M. Joshua L. Zarka. Nous sommes bien obligés d’être prudents car HTC est une organisation qui dérive d’Al-Qaïda et qui était perçue comme une organisation terroriste. Elle est encore sous sanctions européennes et est sous sanctions en France. Elle a été, jusqu’il y a peu, définie comme une organisation terroriste aux États-Unis. Nous sommes prudents mais, pour la première fois, je pense qu’il y a une chance de créer quelque chose de plus stable à long terme, ce qui dépendra toutefois de la volonté du gouvernement syrien.

En outre, nous sommes entrés dans la zone tampon du Golan pour nous assurer qu’elle ne soit pas utilisée pour attaquer Israël.

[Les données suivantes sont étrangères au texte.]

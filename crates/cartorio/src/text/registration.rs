use once_cell::sync::Lazy;
use regex::Regex;

/// Structured registration pattern: book, folio, and matricula number, with
/// an optional restoration suffix. Anchored at the start only; trailing
/// free text after the matched portion is ignored.
static REGISTRATION: Lazy<Regex> = Lazy::new(|| {
    Regex::new(r"^Livro (?P<livro>[\w-]+)[,\s]+[fF]ls\.?\s*(?P<folhas>\d+)[,\s]+Mat\. (?P<mat>\d+)(?:\s*\(Restauração\))?")
        .expect("Registration regex pattern is valid and should compile")
});

static MAT_NUMBER: Lazy<Regex> =
    Lazy::new(|| Regex::new(r"Mat\. (\d+)").expect("Mat-number regex pattern is valid and should compile"));

static NON_WORD: Lazy<Regex> =
    Lazy::new(|| Regex::new(r"\W").expect("Non-word regex pattern is valid and should compile"));

/// Canonical key derived from a raw registration string.
///
/// `folder_name` is filesystem-safe (word characters and underscores only)
/// and groups every artifact of one registration; `matricula_id` is the
/// short identifier used in output filenames.
#[derive(Debug, Clone, PartialEq, Eq)]
pub struct RegistrationKey {
    pub folder_name: String,
    pub matricula_id: String,
}

impl RegistrationKey {
    /// Derive the key from a raw registration cell.
    ///
    /// `"Ma."` is normalized to `"Mat."` before matching. A structured match
    /// like `"Livro 3, fls. 12, Mat. 4500"` yields
    /// `("Livro3_fls12_Mat4500", "Mat4500")`; hyphens inside the book part
    /// are dropped. Anything else degrades to the raw string with every
    /// non-word character replaced by `_`, used for both fields. Never fails.
    pub fn from_raw(raw: &str) -> Self {
        let normalized = raw.replace("Ma.", "Mat.");
        let normalized = normalized.trim();

        if let Some(caps) = REGISTRATION.captures(normalized) {
            let livro = caps["livro"].replace('-', "");
            let folhas = &caps["folhas"];
            let mat = &caps["mat"];
            return RegistrationKey {
                folder_name: format!("Livro{livro}_fls{folhas}_Mat{mat}"),
                matricula_id: format!("Mat{mat}"),
            };
        }

        let sanitized = NON_WORD.replace_all(normalized, "_").into_owned();
        RegistrationKey {
            folder_name: sanitized.clone(),
            matricula_id: sanitized,
        }
    }
}

/// Extract the dotted mat-number used for shared-document bookkeeping.
///
/// Returns `"Mat.<digits>"` for the first `Mat. <digits>` occurrence, or the
/// input unchanged when none is present. Distinct from
/// [`RegistrationKey::from_raw`], whose `matricula_id` carries no dot.
pub fn extract_mat_number(raw: &str) -> String {
    match MAT_NUMBER.captures(raw) {
        Some(caps) => format!("Mat.{}", &caps[1]),
        None => raw.to_string(),
    }
}

/// All dotted mat-numbers mentioned in a free-text cell, in order of
/// appearance.
pub fn mat_numbers_in(text: &str) -> Vec<String> {
    MAT_NUMBER
        .captures_iter(text)
        .map(|caps| format!("Mat.{}", &caps[1]))
        .collect()
}
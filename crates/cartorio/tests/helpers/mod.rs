#![allow(dead_code)]

//! Shared test helpers: an event-collecting sink, record builders, and a
//! lopdf-based source-volume generator.

use std::path::Path;
use std::sync::Mutex;

use cartorio::{EventSink, IndexRecord, Severity};
use lopdf::content::{Content, Operation};
use lopdf::{Document, Object, Stream, dictionary};

/// Sink that records every event for later assertions.
#[derive(Default)]
pub struct CollectingSink {
    events: Mutex<Vec<(String, Severity)>>,
}

impl EventSink for CollectingSink {
    fn emit(&self, message: &str, severity: Severity) {
        self.events
            .lock()
            .expect("event sink lock should not be poisoned")
            .push((message.to_string(), severity));
    }
}

impl CollectingSink {
    pub fn events(&self) -> Vec<(String, Severity)> {
        self.events
            .lock()
            .expect("event sink lock should not be poisoned")
            .clone()
    }

    pub fn count(&self, severity: Severity) -> usize {
        self.events().iter().filter(|(_, s)| *s == severity).count()
    }

    pub fn contains(&self, severity: Severity, needle: &str) -> bool {
        self.events()
            .iter()
            .any(|(message, s)| *s == severity && message.contains(needle))
    }
}

/// Build an index record with the fields the pipelines read.
pub fn record(registration: &str, pages: &str, volume: &str) -> IndexRecord {
    IndexRecord {
        registration_raw: registration.to_string(),
        pages: pages.to_string(),
        volume: volume.to_string(),
        ..IndexRecord::default()
    }
}

/// Write a minimal `page_count`-page PDF to `path`.
///
/// Follows the lopdf document-creation shape: one text operation per page,
/// a shared Type1 font, and a standard A4 media box.
pub fn write_source_pdf(path: &Path, page_count: usize) -> anyhow::Result<()> {
    let mut doc = Document::with_version("1.5");
    let pages_id = doc.new_object_id();
    let font_id = doc.add_object(dictionary! {
        "Type" => "Font",
        "Subtype" => "Type1",
        "BaseFont" => "Helvetica",
    });
    let resources_id = doc.add_object(dictionary! {
        "Font" => dictionary! { "F1" => font_id },
    });

    let mut kids: Vec<Object> = Vec::with_capacity(page_count);
    for number in 1..=page_count {
        let content = Content {
            operations: vec![
                Operation::new("BT", vec![]),
                Operation::new("Tf", vec!["F1".into(), 24.into()]),
                Operation::new("Td", vec![100.into(), 700.into()]),
                Operation::new("Tj", vec![Object::string_literal(format!("Pagina {number}"))]),
                Operation::new("ET", vec![]),
            ],
        };
        let content_id = doc.add_object(Stream::new(dictionary! {}, content.encode()?));
        let page_id = doc.add_object(dictionary! {
            "Type" => "Page",
            "Parent" => pages_id,
            "Contents" => content_id,
        });
        kids.push(page_id.into());
    }

    doc.objects.insert(
        pages_id,
        Object::Dictionary(dictionary! {
            "Type" => "Pages",
            "Kids" => kids,
            "Count" => page_count as i64,
            "Resources" => resources_id,
            "MediaBox" => vec![0.into(), 0.into(), 595.into(), 842.into()],
        }),
    );
    let catalog_id = doc.add_object(dictionary! {
        "Type" => "Catalog",
        "Pages" => pages_id,
    });
    doc.trailer.set("Root", catalog_id);
    doc.save(path)?;
    Ok(())
}

/// Page count of a PDF on disk.
pub fn page_count_of(path: &Path) -> anyhow::Result<usize> {
    Ok(Document::load(path)?.get_pages().len())
}
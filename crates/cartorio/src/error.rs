//! Error types for cartorio.
//!
//! All fallible operations in the crate return [`Result<T>`], an alias over
//! [`CartorioError`]. Error chains are preserved with `#[source]` attributes
//! and messages carry the context a batch operator needs to act on a failure
//! (record identity, offending value, source path).
//!
//! # Error Handling Philosophy
//!
//! **Per-record errors never abort a batch.** `InvalidPageRange`,
//! `SourceNotFound`, `PageOutOfBounds`, `ExtractionFailed`, and
//! `MissingField` describe a single index row. The pipelines record them as
//! error events, count them, and move on to the next row.
//!
//! **Run-level errors abort before any record is touched.** `Validation`
//! covers caller-supplied configuration that cannot work at all (a missing
//! processing directory, an empty base directory). `Io` covers faults
//! outside any single record's scope and always bubbles up unchanged.
use thiserror::Error;

/// Result type alias using `CartorioError`.
pub type Result<T> = std::result::Result<T, CartorioError>;

/// Main error type for all cartorio operations.
///
/// # Variants
///
/// - `Io` - File system errors outside per-record scope (always bubble up)
/// - `InvalidPageRange` - The record's page expression cannot be parsed or
///   describes an impossible range
/// - `SourceNotFound` - The `{origin}_{volume}.pdf` source document is absent
/// - `PageOutOfBounds` - The requested range ends past the source's last page
/// - `ExtractionFailed` - An underlying I/O or PDF-parsing fault inside one
///   record's extraction, wrapped with the span, source path, and record
/// - `MissingField` - A required index column is empty for a record
/// - `Validation` - Invalid caller-supplied configuration (fatal to the run)
/// - `Other` - Catch-all for uncommon faults (e.g. a panicked worker task)
#[derive(Debug, Error)]
pub enum CartorioError {
    #[error("I/O error: {0}")]
    Io(#[from] std::io::Error),

    #[error("invalid page range '{value}' for record '{record}'")]
    InvalidPageRange { value: String, record: String },

    #[error("source document not found: {path} (record '{record}')")]
    SourceNotFound { path: String, record: String },

    #[error("pages {start}-{end} exceed the {total} page(s) of {path} (record '{record}')")]
    PageOutOfBounds {
        start: u32,
        end: u32,
        total: usize,
        path: String,
        record: String,
    },

    #[error("extraction of pages {start}-{end} from {path} failed for record '{record}': {message}")]
    ExtractionFailed {
        start: u32,
        end: u32,
        path: String,
        record: String,
        message: String,
        #[source]
        cause: Option<Box<dyn std::error::Error + Send + Sync>>,
    },

    #[error("required field '{field}' is empty for record '{record}'")]
    MissingField { field: &'static str, record: String },

    #[error("validation error: {message}")]
    Validation { message: String },

    #[error("{0}")]
    Other(String),
}

impl CartorioError {
    /// Create a validation error (fatal to the run, never per-record).
    pub fn validation(message: impl Into<String>) -> Self {
        CartorioError::Validation {
            message: message.into(),
        }
    }

    /// Create an invalid-page-range error for a record.
    pub fn invalid_page_range(value: impl Into<String>, record: impl Into<String>) -> Self {
        CartorioError::InvalidPageRange {
            value: value.into(),
            record: record.into(),
        }
    }

    /// Create a missing-field error for a record.
    pub fn missing_field(field: &'static str, record: impl Into<String>) -> Self {
        CartorioError::MissingField {
            field,
            record: record.into(),
        }
    }

    /// Whether this error is fatal to a whole run rather than scoped to a
    /// single record.
    pub fn is_fatal(&self) -> bool {
        matches!(
            self,
            CartorioError::Io(_) | CartorioError::Validation { .. } | CartorioError::Other(_)
        )
    }
}

#[cfg(test)]
mod tests {
    use super::*;

    #[test]
    fn test_invalid_page_range_display() {
        let err = CartorioError::invalid_page_range("abc", "Mat. 10");
        assert_eq!(err.to_string(), "invalid page range 'abc' for record 'Mat. 10'");
    }

    #[test]
    fn test_page_out_of_bounds_display() {
        let err = CartorioError::PageOutOfBounds {
            start: 10,
            end: 12,
            total: 8,
            path: "processos/OrigemX_2.pdf".to_string(),
            record: "Mat. 4500".to_string(),
        };
        assert_eq!(
            err.to_string(),
            "pages 10-12 exceed the 8 page(s) of processos/OrigemX_2.pdf (record 'Mat. 4500')"
        );
    }

    #[test]
    fn test_missing_field_display() {
        let err = CartorioError::missing_field("Origem", "Mat. 1");
        assert_eq!(err.to_string(), "required field 'Origem' is empty for record 'Mat. 1'");
    }

    #[test]
    fn test_extraction_failed_preserves_cause() {
        use std::error::Error as _;

        let io = std::io::Error::new(std::io::ErrorKind::PermissionDenied, "denied");
        let err = CartorioError::ExtractionFailed {
            start: 1,
            end: 3,
            path: "a.pdf".to_string(),
            record: "Mat. 2".to_string(),
            message: "denied".to_string(),
            cause: Some(Box::new(io)),
        };
        assert!(err.source().is_some());
    }

    #[test]
    fn test_fatal_classification() {
        assert!(CartorioError::validation("bad dir").is_fatal());
        assert!(!CartorioError::invalid_page_range("x", "r").is_fatal());
        assert!(!CartorioError::missing_field("Volume", "r").is_fatal());
    }
}
//! Rule-based text normalization.
//!
//! Pure, total functions over the free-text index cells: diacritic
//! stripping, document-type classification, date standardization, and
//! registration-key extraction. Nothing here touches the filesystem or
//! fails on malformed input; unparseable text degrades to documented
//! sentinels and sanitized fallbacks.

pub mod dates;
pub mod diacritics;
pub mod doc_type;
pub mod registration;

pub use dates::{NO_DATE, standardize_date};
pub use diacritics::strip_diacritics;
pub use doc_type::{UNKNOWN_DOC_TYPE, classify_document_type};
pub use registration::{RegistrationKey, extract_mat_number, mat_numbers_in};
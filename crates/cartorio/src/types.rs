//! Core data types shared across the pipelines.

use serde::{Deserialize, Serialize};

/// One row of the tabular document index.
///
/// Field names follow the crate's conventions; the serialized form uses the
/// index's Portuguese column headers verbatim so a re-emitted index keeps the
/// structure it arrived with. Absent cells deserialize as empty strings,
/// never as errors.
///
/// `extracted_path` and `shared` are outputs of the normalization pipeline.
/// They are never read as pipeline input; normalization recomputes both from
/// scratch on every run.
#[derive(Debug, Clone, Default, PartialEq, Eq, Serialize, Deserialize)]
pub struct IndexRecord {
    /// Raw registration string, e.g. `"Livro 3, fls. 12, Mat. 4500"`.
    #[serde(rename = "Matrícula", default)]
    pub registration_raw: String,

    /// Free-form document name used for type classification.
    #[serde(rename = "Nome do Documento", default)]
    pub document_name: String,

    /// Free-form date cell.
    #[serde(rename = "Data", default)]
    pub date: String,

    /// Origin of the scanned source volume.
    #[serde(rename = "Origem", default)]
    pub origin: String,

    /// Volume number of the scanned source.
    #[serde(rename = "Volume", default)]
    pub volume: String,

    /// Page range expression, e.g. `"12-18"` or `"5"`.
    #[serde(rename = "Páginas", default)]
    pub pages: String,

    /// Free-text observations; scanned for cross-references and the
    /// incomplete marker.
    #[serde(rename = "Obs", default)]
    pub observations: String,

    /// Canonical output path (computed).
    #[serde(rename = "Arquivo Extraído", default)]
    pub extracted_path: String,

    /// Shared-document flag (computed). Serialized as `"Sim"`/`"Não"`.
    #[serde(rename = "Documento Compartilhado", default, with = "sim_nao")]
    pub shared: bool,
}

impl IndexRecord {
    /// Identity used in events and errors: the raw registration string, or a
    /// placeholder when the cell is empty.
    pub fn label(&self) -> &str {
        let trimmed = self.registration_raw.trim();
        if trimmed.is_empty() { "<sem matrícula>" } else { trimmed }
    }
}

/// Serde codec for the `"Sim"`/`"Não"` shared-document column.
///
/// Anything other than `"Sim"` (including an empty cell) reads back as
/// `false`; the index format has no third state.
mod sim_nao {
    use serde::{Deserialize, Deserializer, Serializer};

    pub fn serialize<S: Serializer>(value: &bool, serializer: S) -> Result<S::Ok, S::Error> {
        serializer.serialize_str(if *value { "Sim" } else { "Não" })
    }

    pub fn deserialize<'de, D: Deserializer<'de>>(deserializer: D) -> Result<bool, D::Error> {
        let value = Option::<String>::deserialize(deserializer)?;
        Ok(value.as_deref().map(str::trim) == Some("Sim"))
    }
}

/// Aggregate counters returned by both pipelines.
#[derive(Debug, Clone, Copy, Default, PartialEq, Eq, Serialize, Deserialize)]
pub struct RunStats {
    /// Number of records seen.
    pub total: usize,
    /// Records that completed without error.
    pub success: usize,
    /// Records that failed and were skipped.
    pub error: usize,
}

impl RunStats {
    pub fn new(total: usize) -> Self {
        RunStats {
            total,
            success: 0,
            error: 0,
        }
    }
}

#[cfg(test)]
mod tests {
    use super::*;

    #[test]
    fn test_record_roundtrip_uses_portuguese_columns() {
        let record = IndexRecord {
            registration_raw: "Livro 3, fls. 12, Mat. 4500".to_string(),
            document_name: "Escritura de Venda e Compra".to_string(),
            date: "15-03-2020".to_string(),
            origin: "OrigemX".to_string(),
            volume: "2".to_string(),
            pages: "10-12".to_string(),
            observations: String::new(),
            extracted_path: "docs/x.pdf".to_string(),
            shared: false,
        };

        let json = serde_json::to_string(&record).unwrap();
        assert!(json.contains("\"Matrícula\""));
        assert!(json.contains("\"Arquivo Extraído\""));
        assert!(json.contains("\"Documento Compartilhado\":\"Não\""));

        let back: IndexRecord = serde_json::from_str(&json).unwrap();
        assert_eq!(back, record);
    }

    #[test]
    fn test_shared_flag_serializes_sim() {
        let record = IndexRecord {
            shared: true,
            ..IndexRecord::default()
        };
        let json = serde_json::to_string(&record).unwrap();
        assert!(json.contains("\"Documento Compartilhado\":\"Sim\""));
    }

    #[test]
    fn test_missing_cells_deserialize_as_empty() {
        let record: IndexRecord = serde_json::from_str(r#"{"Matrícula": "Mat. 1"}"#).unwrap();
        assert_eq!(record.registration_raw, "Mat. 1");
        assert_eq!(record.document_name, "");
        assert_eq!(record.pages, "");
        assert!(!record.shared);
        assert_eq!(record.extracted_path, "");
    }

    #[test]
    fn test_label_placeholder_for_empty_registration() {
        let record = IndexRecord::default();
        assert_eq!(record.label(), "<sem matrícula>");
    }
}
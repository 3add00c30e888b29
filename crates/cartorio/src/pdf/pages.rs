use once_cell::sync::Lazy;
use regex::Regex;

use crate::error::{CartorioError, Result};

static RANGE: Lazy<Regex> =
    Lazy::new(|| Regex::new(r"^(\d+)\s*-\s*(\d+)").expect("Page-range regex pattern is valid and should compile"));

static SINGLE: Lazy<Regex> =
    Lazy::new(|| Regex::new(r"^(\d+)").expect("Single-page regex pattern is valid and should compile"));

/// Inclusive 1-based page span, derived once per record from the `Páginas`
/// cell and immutable after creation.
///
/// Invariant: `1 <= start <= end`, enforced by [`PageRange::parse`].
#[derive(Debug, Clone, Copy, PartialEq, Eq)]
pub struct PageRange {
    pub start: u32,
    pub end: u32,
}

impl PageRange {
    /// Parse a page-range expression.
    ///
    /// Accepts `"<start> - <end>"` (optional whitespace around the hyphen,
    /// `start <= end`) and falls back to a single leading integer, which
    /// yields a one-page range. Trailing text after the matched portion is
    /// ignored. Anything else, and any range starting below page 1, fails
    /// with `InvalidPageRange`.
    pub fn parse(text: &str, record: &str) -> Result<PageRange> {
        let trimmed = text.trim();

        if let Some(caps) = RANGE.captures(trimmed)
            && let (Ok(start), Ok(end)) = (caps[1].parse::<u32>(), caps[2].parse::<u32>())
            && start <= end
        {
            return Self::validated(start, end, text, record);
        }

        if let Some(caps) = SINGLE.captures(trimmed)
            && let Ok(page) = caps[1].parse::<u32>()
        {
            return Self::validated(page, page, text, record);
        }

        Err(CartorioError::invalid_page_range(text, record))
    }

    fn validated(start: u32, end: u32, text: &str, record: &str) -> Result<PageRange> {
        if start < 1 {
            return Err(CartorioError::invalid_page_range(text, record));
        }
        Ok(PageRange { start, end })
    }

    /// Number of pages in the span.
    pub fn page_count(&self) -> u32 {
        self.end - self.start + 1
    }
}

Nous sommes donc optimistes, tout en restant prudents.

M. Alexis Jolly (RN). Les changements imminents d’administration américaine et le retour au pouvoir du président Trump sont a priori une très bonne nouvelle pour Israël. Pourtant, le président Trump a semblé jeter un pavé dans la mare il y a quelques semaines en relayant sur son média Truth Social des vidéos très critiques à l’égard du premier ministre Netanyahou, l’accusant ouvertement d’avoir entraîné les États-Unis dans la guerre d’Irak et de pousser en faveur d’une guerre contre l’Iran. Comment le retour du président Trump est-il attendu en Israël, et notamment au sein du gouvernement, et quels sont les changements attendus ?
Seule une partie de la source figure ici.